Meskipun desainnya lebih sederhana daripada pedang yang dibuat oleh Kekaisaran, energi yang luar biasa terpancar dari pedang tersebut.
“Gadis kecil?”
Orpheus memandang Rosaria dalam suasana yang telah berubah.
Gadis kecil itu, yang biasa menceritakan petualangannya seperti membaca buku, menatap pedang itu seolah-olah dia telah kehilangan jiwanya.
Orpheus merasakan sesuatu menarik-narik antara pedang dan Rosaria.
‘Pedang itu menarik perhatian anak itu.’
Saat besi tertarik ke magnet, kekuatannya meningkat seiring mendekatnya besi tersebut.
Rosaria mengulurkan tangannya dengan ekspresi cemas sambil menatap pedang itu.
Karena tidak menyadari bahwa pedang itu adalah pedang suci yang digunakan para pahlawan untuk mengalahkan kejahatan, Rosaria meraih pedang tersebut.
Saat itu Rosaria meraih gagang pintu.
Pedang di atas penyangga itu mulai bereaksi.
Ooong-
Roh pedang itu bergetar, dan cahaya memancar dari permata merah yang tertanam di dalamnya.
“Ah!”
Karena dikelilingi cahaya terang, semua orang memejamkan mata.

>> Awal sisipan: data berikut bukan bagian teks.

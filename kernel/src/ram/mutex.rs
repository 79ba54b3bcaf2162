//! The interrupt lock. On this uniprocessor a critical section is just
//! an interrupts-off window, so the raw lock below never spins: taking
//! it turns interrupts off and remembers whether they were on, releasing
//! it puts them back. Expressed as a `lock_api::RawMutex` so the guard
//! types, `Deref` plumbing and poisoning-free semantics all come from
//! lock_api rather than hand-rolled wrappers.
//!
//! Nesting works because each lock instance keeps its own saved flag and
//! guards drop in reverse order. Re-locking the same lock from the same
//! thread is a bug and panics instead of deadlocking silently.

use crate::arch;

use core::sync::atomic::{AtomicBool, Ordering};
use lock_api::{GuardSend, RawMutex};

pub struct RawIrqMutex {
    taken: AtomicBool,
    int_was_on: AtomicBool
}

unsafe impl RawMutex for RawIrqMutex {
    const INIT: Self = Self {
        taken: AtomicBool::new(false),
        int_was_on: AtomicBool::new(false)
    };

    type GuardMarker = GuardSend;

    fn lock(&self) {
        if !self.try_lock() {
            // One CPU, interrupts off: nobody else can be holding it.
            panic!("irq lock re-entered");
        }
    }

    fn try_lock(&self) -> bool {
        let was_on = arch::int_enabled();
        arch::int_set(false);

        if self.taken.load(Ordering::Relaxed) {
            arch::int_set(was_on);
            return false;
        }

        // Safe to stash the flag in the lock itself: it is only read
        // back by the unlock of this same acquisition.
        self.int_was_on.store(was_on, Ordering::Relaxed);
        self.taken.store(true, Ordering::Relaxed);
        return true;
    }

    unsafe fn unlock(&self) {
        self.taken.store(false, Ordering::Relaxed);
        arch::int_set(self.int_was_on.load(Ordering::Relaxed));
    }
}

pub type IrqLock<T> = lock_api::Mutex<RawIrqMutex, T>;

/// Const constructor for statics.
pub const fn irq_lock<T>(data: T) -> IrqLock<T> {
    return lock_api::Mutex::const_new(RawIrqMutex::INIT, data);
}
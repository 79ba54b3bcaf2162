use alloc::string::String;

/// Read-only sector access. The one non-negotiable contract: a read
/// always writes a full block into the buffer, so callers size buffers
/// in whole blocks even when the tail goes unused.
pub trait BlockDevice: Send + Sync {
    fn block_size(&self) -> usize;
    /// Addressable blocks; 0 when the device could not be identified.
    fn block_count(&self) -> u64;
    fn read_block(&self, buf: &mut [u8], lba: u32) -> Result<(), String>;
}
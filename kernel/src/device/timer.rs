//! PIT channel 0 as the scheduler clock. The ISR acknowledges the PIC
//! *before* calling the scheduler; doing it after would park the EOI on
//! a thread that may not run again for a while, wedging timer delivery.

use crate::{arch::{idt, outb}, printlnk, proc};

// 1.193182 MHz input clock
const PIT_FREQ: u32 = 1_193_182;

const PIT_CHANNEL0: u16 = 0x40;
const PIT_COMMAND: u16 = 0x43;

pub const SCHED_HZ: u32 = 50;

pub fn init(freq: u32) {
    let divisor = PIT_FREQ / freq;

    // 0x36: channel 0, lo/hi access, mode 3 (square wave), binary
    outb(PIT_COMMAND, 0x36);
    outb(PIT_CHANNEL0, divisor as u8);
    outb(PIT_CHANNEL0, (divisor >> 8) as u8);

    printlnk!("timer: PIT at {} Hz", freq);
}

pub fn handle_tick() {
    idt::pic_eoi();
    proc::schedule();
}
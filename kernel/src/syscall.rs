//! Syscall dispatch. Vector 0x80, trap gate, DPL 3. Number in EAX,
//! arguments in EBX/ECX/EDX, result back in EAX. Unknown numbers log a
//! diagnostic and leave EAX untouched.

use crate::{
    arch::trap::TrapFrame,
    device::{console, kbd},
    filesys, printlnk, proc, sync
};

const SYS_READ: u32 = 0;
const SYS_WRITE: u32 = 1;
const SYS_EXIT: u32 = 2;
const SYS_EXECVE: u32 = 3;
const SYS_FORK: u32 = 4;
const SYS_WAIT: u32 = 5;
const SYS_CLONE: u32 = 10;
const SYS_FUTEX_WAIT: u32 = 11;
const SYS_FUTEX_WAKE: u32 = 12;
const SYS_LS: u32 = 13;

pub fn dispatch(frame: &mut TrapFrame) {
    let (arg1, arg2, arg3) = (frame.ebx as usize, frame.ecx as usize, frame.edx as usize);

    let result: isize = match frame.eax {
        SYS_READ => sys_read(arg1, arg2, arg3),
        SYS_WRITE => sys_write(arg1, arg2, arg3),
        SYS_EXIT => proc::exit_current(arg1 as i32),
        SYS_EXECVE => proc::sys_execve(frame, arg1),
        SYS_FORK => proc::sys_fork(frame),
        SYS_WAIT => proc::sys_wait(arg1),
        SYS_CLONE => proc::sys_clone(frame, arg1, arg2),
        SYS_FUTEX_WAIT => sync::futex_wait(arg1, arg2 as u32),
        SYS_FUTEX_WAKE => sync::futex_wake(arg1),
        SYS_LS => {
            filesys::list();
            0
        }
        num => {
            // Contract violation, not a crime: EAX stays as it was.
            printlnk!("syscall: unknown number {}", num);
            return;
        }
    };

    frame.eax = result as u32;
}

/// read(fd=0, buf, count): block for the first byte of keyboard input,
/// then drain whatever else is already buffered, up to `count`.
fn sys_read(fd: usize, buf: usize, count: usize) -> isize {
    if fd != 0 || count == 0 { return -1; }

    let Some(space) = proc::PROCS.current_space() else { return -1; };
    if !space.user_range_mapped(buf, count) { return -1; }

    let dst = unsafe { core::slice::from_raw_parts_mut(buf as *mut u8, count) };

    dst[0] = kbd::getchar();
    let mut read = 1;
    while read < count {
        match kbd::try_getchar() {
            Some(byte) => {
                dst[read] = byte;
                read += 1;
            }
            None => break
        }
    }
    return read as isize;
}

/// write(fd=1, buf, count) to the console. Any other fd is refused.
fn sys_write(fd: usize, buf: usize, count: usize) -> isize {
    if fd != 1 { return -1; }
    if count == 0 { return 0; }

    let Some(space) = proc::PROCS.current_space() else { return -1; };
    if !space.user_range_mapped(buf, count) { return -1; }

    let bytes = unsafe { core::slice::from_raw_parts(buf as *const u8, count) };
    console::print_buffer(bytes);
    return count as isize;
}
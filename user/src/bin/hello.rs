#![no_std]
#![no_main]

use ulib::{exit, print};

#[no_mangle]
pub extern "C" fn _start() -> ! {
    print("Hello from User Space!\n");
    print("This is a real program loaded from disk.\n");
    exit(0);
}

Setelah beberapa saat, cahaya itu menghilang, dan Rosaria membuka matanya lagi.
“Di mana saya?”
Rosaria melihat sekeliling tempat yang gelap itu, mengalihkan pandangannya. Tidak seperti ruang penyimpanan, dia tidak bisa beradaptasi dengan kegelapan meskipun dia mencoba.
Rosaria menundukkan kepalanya.
Anjing yang berada di kakinya tampak sama bingungnya.
“Bisakah kamu memperbesar apinya, anjing kecil?”
-Meong.
Kali ini, ia mencoba menyemburkan api yang lebih besar dengan mulutnya yang besar.
Meskipun ada api yang berkobar seperti api unggun, ia tetap tidak bisa melihat sejauh satu inci pun ke depan.
Rosaria mulai merasa takut.
“Apa yang harus saya lakukan…?”
-Meong…
Rosaria memeluk Lucy dan menatap anjing itu.
Namun, kecil kemungkinan salamander elemental berperingkat rendah itu akan memberikan jawaban kepadanya.
Dia tampak seperti akan menangis.
“Jangan menangis. Anak yang menangis itu menyebalkan.”
“Uh…”
“Tetap tenang. Ini bukan sihir berbahaya, jadi jika kamu tetap waspada, kamu akan bisa keluar dari sini.”
“Uh.”
Rosaria terisak dan menyeka matanya.
Seperti yang dia katakan, dia mencoba untuk berkonsentrasi.
Ruang gelap tempat tak ada apa pun yang bisa dilihat mulai berangsur-angsur terang.
Dinding dan lantai batu, jalan setapak berbentuk persegi panjang.
Dan tampaklah sebuah persimpangan jalan yang samar.
Struktur bangunannya mirip dengan labirin.
‘Apakah sihir yang muncul dari pedang itu membawa kita ke labirin?’
Itu bukanlah situasi yang sulit bagi Orpheus.
Dia sudah mengalami situasi seperti itu puluhan kali, dan itu tidak terlalu sulit dengan jebakan seperti ini.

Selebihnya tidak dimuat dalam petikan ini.